## Work to complete
Please return every line below that contains the string "ExportOutcome".

## Raw data

● ● ● ● ● ● ●

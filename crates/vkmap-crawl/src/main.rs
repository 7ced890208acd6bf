//! CLI entry point for the vkmap crawler.

use std::path::PathBuf;

use clap::{Parser, Subcommand};
use tracing_subscriber::{fmt, EnvFilter};

use vkmap_crawl::config::AppConfig;
use vkmap_crawl::export::{export_profile, ExportOutcome};
use vkmap_crawl::{CrawlOptions, Crawler, HttpTransport, VkFetcher};
use vkmap_graph::GraphClient;

#[derive(Parser)]
#[command(name = "vkmap-crawl")]
#[command(about = "Map a VK user's followers and subscriptions into Neo4j")]
struct Cli {
    #[command(subcommand)]
    command: Command,

    /// Config file prefix (default: vkmap).
    #[arg(short, long, default_value = "vkmap", global = true)]
    config: String,
}

#[derive(Subcommand)]
enum Command {
    /// Crawl outward from a seed user and write the graph to Neo4j.
    Crawl {
        /// Seed user handle or numeric id.
        #[arg(short, long, default_value = "olegan_west")]
        user_id: String,

        /// Depth bound (overrides crawl.max_depth).
        #[arg(short, long)]
        depth: Option<u32>,

        /// Expand each user at most once.
        #[arg(long)]
        dedupe: bool,
    },
    /// Export one user's profile, followers and subscriptions to a JSON file.
    Export {
        /// User handle or numeric id.
        #[arg(short, long, default_value = "olegan_west")]
        user_id: String,

        /// Output file.
        #[arg(short, long, default_value = "vk_data.json")]
        output: PathBuf,
    },
}

#[tokio::main]
async fn main() -> anyhow::Result<()> {
    let filter = EnvFilter::try_from_default_env().unwrap_or_else(|_| EnvFilter::new("info"));
    fmt()
        .with_env_filter(filter)
        .json()
        .with_writer(std::io::stderr)
        .init();

    let cli = Cli::parse();
    let config = AppConfig::load(&cli.config)?;

    let transport = HttpTransport::new(&config.vk)?;
    let fetcher = VkFetcher::new(transport).with_page_size(config.vk.effective_page_size());

    match cli.command {
        Command::Crawl {
            ref user_id,
            depth,
            dedupe,
        } => {
            let mut options = CrawlOptions::from(&config.crawl);
            if let Some(depth) = depth {
                options.max_depth = depth;
            }
            options.dedupe |= dedupe;

            let graph = GraphClient::connect(&config.neo4j).await?;
            graph.ensure_schema().await?;

            let crawler = Crawler::new(fetcher, &graph, options);
            let stats = crawler.crawl(user_id).await?;
            println!("{}", serde_json::to_string(&stats)?);
        }
        Command::Export {
            ref user_id,
            ref output,
        } => match export_profile(&fetcher, user_id, output).await? {
            ExportOutcome::Written { .. } => {
                println!("Data saved to {}", output.display());
            }
            ExportOutcome::NoFollowers => {
                println!("User {user_id} has no followers; nothing exported.");
            }
        },
    }

    Ok(())
}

● ● ● ● ● ● ●

## Answer
use vkmap_crawl::export::{export_profile, ExportOutcome};
            ExportOutcome::Written { .. } => {
            ExportOutcome::NoFollowers => {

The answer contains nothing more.